▶ **EXERCISE INPUT**:

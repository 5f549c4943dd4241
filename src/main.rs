//! tag-chips - a terminal tag-chip editor for comma-separated fields.

use anyhow::Context;
use clap::Parser;

use tag_chips::app::App;
use tag_chips::cli::Cli;
use tag_chips::config::{Config, TagEditorSettings};
use tag_chips::error::AppError;
use tag_chips::logging;
use tag_chips::tags::TagList;

fn main() -> anyhow::Result<()> {
    let cli = Cli::parse();

    let loaded = match &cli.config {
        Some(path) => Config::load_from(path),
        None => Config::load(),
    };
    let config = match loaded {
        Ok(config) => config,
        Err(e) => anyhow::bail!(AppError::from(e).user_message()),
    };

    if cli.normalize {
        let mut props = config.control;
        props.merge(cli.overrides());
        let settings = TagEditorSettings::from_properties(&props);
        println!("{}", TagList::parse(props.raw_value(), settings.max_tag_length));
        return Ok(());
    }

    if let Err(e) = logging::init() {
        eprintln!("Logging disabled: {e}");
    }

    let app = App::new(config, cli.overrides(), cli.mode(), cli.config.clone());
    let value = app.run().context("tag editor failed")?;
    logging::shutdown();

    println!("{value}");
    Ok(())
}
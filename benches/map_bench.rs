use cmap::{Merge, OctoMap};

use criterion::{criterion_group, criterion_main, Criterion};
use rand::rngs::StdRng;
use rand::{Rng, SeedableRng};
use std::hint::black_box;

#[derive(Clone, Copy, Default)]
struct Mass(u64);

impl Merge for Mass {
    fn merge(&mut self, incoming: Self) {
        self.0 += incoming.0;
    }
}

fn random_coords(n: usize) -> Vec<[u32; 3]> {
    let mut rng = StdRng::seed_from_u64(0x00C0_FFEE);
    (0..n).map(|_| rng.gen()).collect()
}

fn bench_insert(c: &mut Criterion) {
    let coords = random_coords(10_000);
    c.bench_function("insert_10k_random", |b| {
        b.iter(|| {
            let mut map = OctoMap::<u32, Mass>::new();
            for &coord in &coords {
                map.insert(coord, Mass(1));
            }
            black_box(map.len())
        });
    });
}

fn bench_resize(c: &mut Criterion) {
    let coords = random_coords(10_000);
    c.bench_function("resize_until_dense", |b| {
        b.iter(|| {
            let mut map = OctoMap::<u32, Mass>::new();
            for &coord in &coords {
                map.insert(coord, Mass(1));
            }
            while 8 * map.len() > coords.len() {
                map.resize();
            }
            black_box((map.len(), map.num_resizes()))
        });
    });
}

fn bench_iterate(c: &mut Criterion) {
    let coords = random_coords(10_000);
    let mut map = OctoMap::<u32, Mass>::new();
    for &coord in &coords {
        map.insert(coord, Mass(1));
    }
    c.bench_function("iterate_10k", |b| {
        b.iter(|| {
            let total: u64 = map.iter().map(|(_, mass)| mass.0).sum();
            black_box(total)
        });
    });
}

criterion_group!(benches, bench_insert, bench_resize, bench_iterate);
criterion_main!(benches);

▶ **EXERCISE PROMPT**: The entries need to be set down again in full, with no word changed.

▶ **SOLUTION**:
repository 5f549c4943dd4241
filename src/main.rs
//! tag-chips - a terminal tag-chip editor for comma-separated fields.

use anyhow::Context;
use clap::Parser;

use tag_chips::app::App;
use tag_chips::cli::Cli;
use tag_chips::config::{Config, TagEditorSettings};
use tag_chips::error::AppError;
use tag_chips::logging;
use tag_chips::tags::TagList;

fn main() -> anyhow::Result<()> {
    let cli = Cli::parse();

    let loaded = match &cli.config {
        Some(path) => Config::load_from(path),
        None => Config::load(),
    };
    let config = match loaded {
        Ok(config) => config,
        Err(e) => anyhow::bail!(AppError::from(e).user_message()),
    };

    if cli.normalize {
        let mut props = config.control;
        props.merge(cli.overrides());
        let settings = TagEditorSettings::from_properties(&props);
        println!("{}", TagList::parse(props.raw_value(), settings.max_tag_length));
        return Ok(());
    }

    if let Err(e) = logging::init() {
        eprintln!("Logging disabled: {e}");
    }

    let app = App::new(config, cli.overrides(), cli.mode(), cli.config.clone());
    let value = app.run().context("tag editor failed")?;
    logging::shutdown();

    println!("{value}");
    Ok(())
}
filename benches/map_bench.rs
use cmap::{Merge, OctoMap};

use criterion::{criterion_group, criterion_main, Criterion};
use rand::rngs::StdRng;
use rand::{Rng, SeedableRng};
use std::hint::black_box;

#[derive(Clone, Copy, Default)]
struct Mass(u64);

impl Merge for Mass {
    fn merge(&mut self, incoming: Self) {
        self.0 += incoming.0;
    }
}

fn random_coords(n: usize) -> Vec<[u32; 3]> {
    let mut rng = StdRng::seed_from_u64(0x00C0_FFEE);
    (0..n).map(|_| rng.gen()).collect()
}

fn bench_insert(c: &mut Criterion) {
    let coords = random_coords(10_000);
    c.bench_function("insert_10k_random", |b| {
        b.iter(|| {
            let mut map = OctoMap::<u32, Mass>::new();
            for &coord in &coords {
                map.insert(coord, Mass(1));
            }
            black_box(map.len())
        });
    });
}

fn bench_resize(c: &mut Criterion) {
    let coords = random_coords(10_000);
    c.bench_function("resize_until_dense", |b| {
        b.iter(|| {
            let mut map = OctoMap::<u32, Mass>::new();
            for &coord in &coords {
                map.insert(coord, Mass(1));
            }
            while 8 * map.len() > coords.len() {
                map.resize();
            }
            black_box((map.len(), map.num_resizes()))
        });
    });
}

fn bench_iterate(c: &mut Criterion) {
    let coords = random_coords(10_000);
    let mut map = OctoMap::<u32, Mass>::new();
    for &coord in &coords {
        map.insert(coord, Mass(1));
    }
    c.bench_function("iterate_10k", |b| {
        b.iter(|| {
            let total: u64 = map.iter().map(|(_, mass)| mass.0).sum();
            black_box(total)
        });
    });
}

criterion_group!(benches, bench_insert, bench_resize, bench_iterate);
criterion_main!(benches);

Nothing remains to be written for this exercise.